Exercise brief: Every line of the data below that holds the string "clap" needs to be reported.

════════════════

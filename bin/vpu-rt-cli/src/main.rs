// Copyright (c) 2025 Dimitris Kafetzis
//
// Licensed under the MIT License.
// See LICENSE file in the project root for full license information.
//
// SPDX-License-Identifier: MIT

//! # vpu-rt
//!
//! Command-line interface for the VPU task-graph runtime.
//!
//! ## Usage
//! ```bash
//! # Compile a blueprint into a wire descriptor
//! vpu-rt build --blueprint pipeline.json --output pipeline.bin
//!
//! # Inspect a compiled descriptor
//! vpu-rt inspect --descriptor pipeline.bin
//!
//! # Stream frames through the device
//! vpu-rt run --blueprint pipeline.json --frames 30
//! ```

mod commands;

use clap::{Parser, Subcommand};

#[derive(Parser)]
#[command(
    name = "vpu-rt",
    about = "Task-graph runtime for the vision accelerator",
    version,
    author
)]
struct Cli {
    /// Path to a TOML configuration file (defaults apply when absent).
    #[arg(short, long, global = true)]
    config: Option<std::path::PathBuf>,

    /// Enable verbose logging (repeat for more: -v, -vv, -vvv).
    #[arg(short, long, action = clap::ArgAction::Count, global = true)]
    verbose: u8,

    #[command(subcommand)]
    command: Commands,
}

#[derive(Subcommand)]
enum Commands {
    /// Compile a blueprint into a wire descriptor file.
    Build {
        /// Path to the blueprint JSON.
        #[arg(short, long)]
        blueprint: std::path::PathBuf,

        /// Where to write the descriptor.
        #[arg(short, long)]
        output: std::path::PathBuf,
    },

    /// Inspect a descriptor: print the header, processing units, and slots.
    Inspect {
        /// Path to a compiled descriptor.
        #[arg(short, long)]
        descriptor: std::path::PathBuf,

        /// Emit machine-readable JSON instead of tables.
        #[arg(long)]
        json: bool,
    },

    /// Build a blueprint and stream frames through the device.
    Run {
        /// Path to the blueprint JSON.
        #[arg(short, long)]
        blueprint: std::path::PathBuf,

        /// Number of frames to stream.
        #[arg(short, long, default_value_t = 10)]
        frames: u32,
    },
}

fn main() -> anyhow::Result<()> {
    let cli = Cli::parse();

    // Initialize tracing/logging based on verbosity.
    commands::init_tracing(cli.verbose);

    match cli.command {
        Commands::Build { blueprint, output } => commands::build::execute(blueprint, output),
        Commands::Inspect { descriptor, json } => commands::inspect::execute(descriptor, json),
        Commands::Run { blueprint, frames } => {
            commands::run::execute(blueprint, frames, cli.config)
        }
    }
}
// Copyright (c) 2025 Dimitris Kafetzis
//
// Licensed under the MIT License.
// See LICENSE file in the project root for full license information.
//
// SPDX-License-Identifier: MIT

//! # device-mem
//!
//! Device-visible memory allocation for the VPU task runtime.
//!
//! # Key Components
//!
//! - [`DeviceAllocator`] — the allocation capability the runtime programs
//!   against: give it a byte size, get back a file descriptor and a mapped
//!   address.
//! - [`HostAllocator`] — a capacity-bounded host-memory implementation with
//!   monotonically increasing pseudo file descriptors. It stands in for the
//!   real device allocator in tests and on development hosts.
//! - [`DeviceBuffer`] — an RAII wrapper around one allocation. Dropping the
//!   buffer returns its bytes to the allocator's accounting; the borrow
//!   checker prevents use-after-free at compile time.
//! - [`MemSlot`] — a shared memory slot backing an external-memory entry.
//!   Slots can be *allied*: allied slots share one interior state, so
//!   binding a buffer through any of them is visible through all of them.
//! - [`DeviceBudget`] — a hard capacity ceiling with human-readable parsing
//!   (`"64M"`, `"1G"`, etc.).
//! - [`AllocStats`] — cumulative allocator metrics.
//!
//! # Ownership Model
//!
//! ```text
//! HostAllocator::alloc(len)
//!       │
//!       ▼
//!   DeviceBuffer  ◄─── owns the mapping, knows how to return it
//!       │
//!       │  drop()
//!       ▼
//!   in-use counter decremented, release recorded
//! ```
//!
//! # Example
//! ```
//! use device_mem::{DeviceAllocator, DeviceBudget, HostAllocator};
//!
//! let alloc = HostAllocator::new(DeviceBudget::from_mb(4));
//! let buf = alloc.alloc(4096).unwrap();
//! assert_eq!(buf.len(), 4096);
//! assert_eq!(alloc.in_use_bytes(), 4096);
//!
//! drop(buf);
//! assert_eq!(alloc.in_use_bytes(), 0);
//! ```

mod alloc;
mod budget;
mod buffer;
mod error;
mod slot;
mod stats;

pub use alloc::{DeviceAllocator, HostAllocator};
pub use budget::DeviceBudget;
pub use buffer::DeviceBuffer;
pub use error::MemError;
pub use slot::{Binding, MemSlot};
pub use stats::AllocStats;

════════════════

Exercise response:
use clap::{Parser, Subcommand};
    #[arg(short, long, action = clap::ArgAction::Count, global = true)]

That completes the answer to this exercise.